Provided data section start

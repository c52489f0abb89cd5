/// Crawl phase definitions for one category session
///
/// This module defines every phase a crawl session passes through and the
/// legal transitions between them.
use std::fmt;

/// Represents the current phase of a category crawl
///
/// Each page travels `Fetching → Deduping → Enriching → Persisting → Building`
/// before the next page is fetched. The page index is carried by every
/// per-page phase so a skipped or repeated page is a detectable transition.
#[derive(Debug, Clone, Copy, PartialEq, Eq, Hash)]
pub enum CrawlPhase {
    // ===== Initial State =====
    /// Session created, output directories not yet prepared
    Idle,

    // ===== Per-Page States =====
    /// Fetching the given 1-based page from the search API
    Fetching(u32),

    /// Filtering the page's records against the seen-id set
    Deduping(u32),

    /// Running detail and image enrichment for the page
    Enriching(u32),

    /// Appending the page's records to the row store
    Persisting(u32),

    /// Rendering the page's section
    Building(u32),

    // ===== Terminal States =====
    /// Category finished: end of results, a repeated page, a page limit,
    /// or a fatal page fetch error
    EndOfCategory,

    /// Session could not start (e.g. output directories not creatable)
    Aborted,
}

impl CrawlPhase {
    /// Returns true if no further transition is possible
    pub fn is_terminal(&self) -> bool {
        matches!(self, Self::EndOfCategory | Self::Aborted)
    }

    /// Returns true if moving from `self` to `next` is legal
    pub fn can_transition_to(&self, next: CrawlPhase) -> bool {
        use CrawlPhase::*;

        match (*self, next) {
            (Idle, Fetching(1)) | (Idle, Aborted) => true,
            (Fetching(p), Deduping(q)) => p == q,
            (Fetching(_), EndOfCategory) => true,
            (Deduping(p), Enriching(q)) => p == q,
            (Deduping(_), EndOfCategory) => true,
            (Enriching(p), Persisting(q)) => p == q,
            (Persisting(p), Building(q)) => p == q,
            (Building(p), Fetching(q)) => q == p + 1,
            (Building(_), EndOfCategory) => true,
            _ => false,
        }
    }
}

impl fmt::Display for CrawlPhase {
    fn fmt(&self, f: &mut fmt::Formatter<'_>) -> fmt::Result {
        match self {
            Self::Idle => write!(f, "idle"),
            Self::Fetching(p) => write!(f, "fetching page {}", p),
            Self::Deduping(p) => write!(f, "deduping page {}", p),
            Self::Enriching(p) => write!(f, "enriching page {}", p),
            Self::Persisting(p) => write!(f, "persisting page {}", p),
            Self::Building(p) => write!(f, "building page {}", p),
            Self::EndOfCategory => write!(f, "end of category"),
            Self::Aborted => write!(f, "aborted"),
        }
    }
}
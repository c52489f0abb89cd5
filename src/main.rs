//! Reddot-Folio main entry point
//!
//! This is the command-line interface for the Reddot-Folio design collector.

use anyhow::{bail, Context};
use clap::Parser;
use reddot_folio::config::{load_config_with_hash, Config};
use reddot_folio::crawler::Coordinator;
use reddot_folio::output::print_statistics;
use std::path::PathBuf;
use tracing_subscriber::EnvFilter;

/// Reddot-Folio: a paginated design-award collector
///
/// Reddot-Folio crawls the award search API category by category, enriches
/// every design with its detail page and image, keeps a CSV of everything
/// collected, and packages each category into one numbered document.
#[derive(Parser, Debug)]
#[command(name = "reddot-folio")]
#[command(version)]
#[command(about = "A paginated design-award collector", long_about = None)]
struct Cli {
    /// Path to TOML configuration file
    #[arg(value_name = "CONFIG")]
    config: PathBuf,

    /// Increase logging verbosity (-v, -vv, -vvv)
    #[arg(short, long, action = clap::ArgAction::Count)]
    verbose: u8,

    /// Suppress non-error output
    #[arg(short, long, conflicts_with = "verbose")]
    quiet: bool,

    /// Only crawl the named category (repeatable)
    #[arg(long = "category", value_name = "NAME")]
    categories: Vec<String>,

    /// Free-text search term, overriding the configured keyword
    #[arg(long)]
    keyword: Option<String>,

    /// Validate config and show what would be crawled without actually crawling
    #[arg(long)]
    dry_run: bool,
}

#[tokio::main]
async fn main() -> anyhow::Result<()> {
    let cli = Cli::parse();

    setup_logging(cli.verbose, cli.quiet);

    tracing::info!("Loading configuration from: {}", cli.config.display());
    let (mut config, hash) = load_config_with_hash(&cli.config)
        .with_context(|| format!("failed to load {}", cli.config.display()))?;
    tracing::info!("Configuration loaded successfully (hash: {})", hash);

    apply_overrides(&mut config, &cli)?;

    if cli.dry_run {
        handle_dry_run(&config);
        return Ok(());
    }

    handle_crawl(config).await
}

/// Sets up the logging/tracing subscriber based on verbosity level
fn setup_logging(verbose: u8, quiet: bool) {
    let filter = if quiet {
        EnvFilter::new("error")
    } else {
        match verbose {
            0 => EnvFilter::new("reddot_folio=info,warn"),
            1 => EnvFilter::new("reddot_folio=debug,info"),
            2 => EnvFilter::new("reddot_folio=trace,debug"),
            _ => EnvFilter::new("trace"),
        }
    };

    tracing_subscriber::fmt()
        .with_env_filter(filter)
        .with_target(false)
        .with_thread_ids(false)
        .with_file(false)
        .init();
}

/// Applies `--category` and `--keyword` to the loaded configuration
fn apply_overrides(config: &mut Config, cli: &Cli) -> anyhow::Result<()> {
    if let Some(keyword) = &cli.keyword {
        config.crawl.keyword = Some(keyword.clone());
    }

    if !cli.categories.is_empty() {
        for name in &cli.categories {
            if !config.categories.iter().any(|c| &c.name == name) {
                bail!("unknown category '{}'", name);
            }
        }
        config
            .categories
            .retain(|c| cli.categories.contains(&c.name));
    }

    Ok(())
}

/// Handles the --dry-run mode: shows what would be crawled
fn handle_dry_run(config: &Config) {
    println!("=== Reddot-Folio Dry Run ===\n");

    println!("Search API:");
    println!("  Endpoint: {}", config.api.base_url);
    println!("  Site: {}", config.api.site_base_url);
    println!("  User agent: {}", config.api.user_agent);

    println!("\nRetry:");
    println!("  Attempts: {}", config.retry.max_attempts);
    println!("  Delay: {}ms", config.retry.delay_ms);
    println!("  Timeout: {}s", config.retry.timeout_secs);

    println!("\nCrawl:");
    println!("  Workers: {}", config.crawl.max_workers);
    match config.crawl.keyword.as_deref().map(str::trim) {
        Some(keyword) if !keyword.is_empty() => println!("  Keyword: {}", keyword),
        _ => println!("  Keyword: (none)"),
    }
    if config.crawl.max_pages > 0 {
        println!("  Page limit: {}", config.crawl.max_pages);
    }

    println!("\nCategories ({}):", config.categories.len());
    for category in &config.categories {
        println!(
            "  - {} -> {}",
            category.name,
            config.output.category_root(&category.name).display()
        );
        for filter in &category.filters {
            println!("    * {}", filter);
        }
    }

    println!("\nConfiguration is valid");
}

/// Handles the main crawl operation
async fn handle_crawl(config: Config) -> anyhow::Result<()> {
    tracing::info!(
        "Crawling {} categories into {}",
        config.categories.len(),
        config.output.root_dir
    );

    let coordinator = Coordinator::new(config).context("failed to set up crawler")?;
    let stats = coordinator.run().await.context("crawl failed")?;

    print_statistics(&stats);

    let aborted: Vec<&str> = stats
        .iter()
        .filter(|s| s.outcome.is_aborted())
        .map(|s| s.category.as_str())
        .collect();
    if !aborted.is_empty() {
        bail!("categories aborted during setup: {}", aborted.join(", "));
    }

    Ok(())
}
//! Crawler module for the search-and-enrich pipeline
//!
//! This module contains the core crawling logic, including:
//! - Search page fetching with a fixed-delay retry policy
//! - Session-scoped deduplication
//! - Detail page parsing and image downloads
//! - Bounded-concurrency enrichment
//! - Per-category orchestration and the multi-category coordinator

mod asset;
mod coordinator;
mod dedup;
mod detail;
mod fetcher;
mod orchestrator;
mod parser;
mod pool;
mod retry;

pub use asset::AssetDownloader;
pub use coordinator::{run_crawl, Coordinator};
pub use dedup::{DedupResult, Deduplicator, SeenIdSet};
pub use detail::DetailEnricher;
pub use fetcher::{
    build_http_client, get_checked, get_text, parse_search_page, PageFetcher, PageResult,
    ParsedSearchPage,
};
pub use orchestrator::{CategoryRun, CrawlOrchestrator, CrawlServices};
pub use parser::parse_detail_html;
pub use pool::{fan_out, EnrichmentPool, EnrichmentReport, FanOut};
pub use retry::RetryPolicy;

Provided data section end

- What you need to do
In the records above, find the lines holding "This". Copy each one.

- Answer area
/// This module defines every phase a crawl session passes through and the
//! This is the command-line interface for the Reddot-Folio design collector.
//! This module contains the core crawling logic, including:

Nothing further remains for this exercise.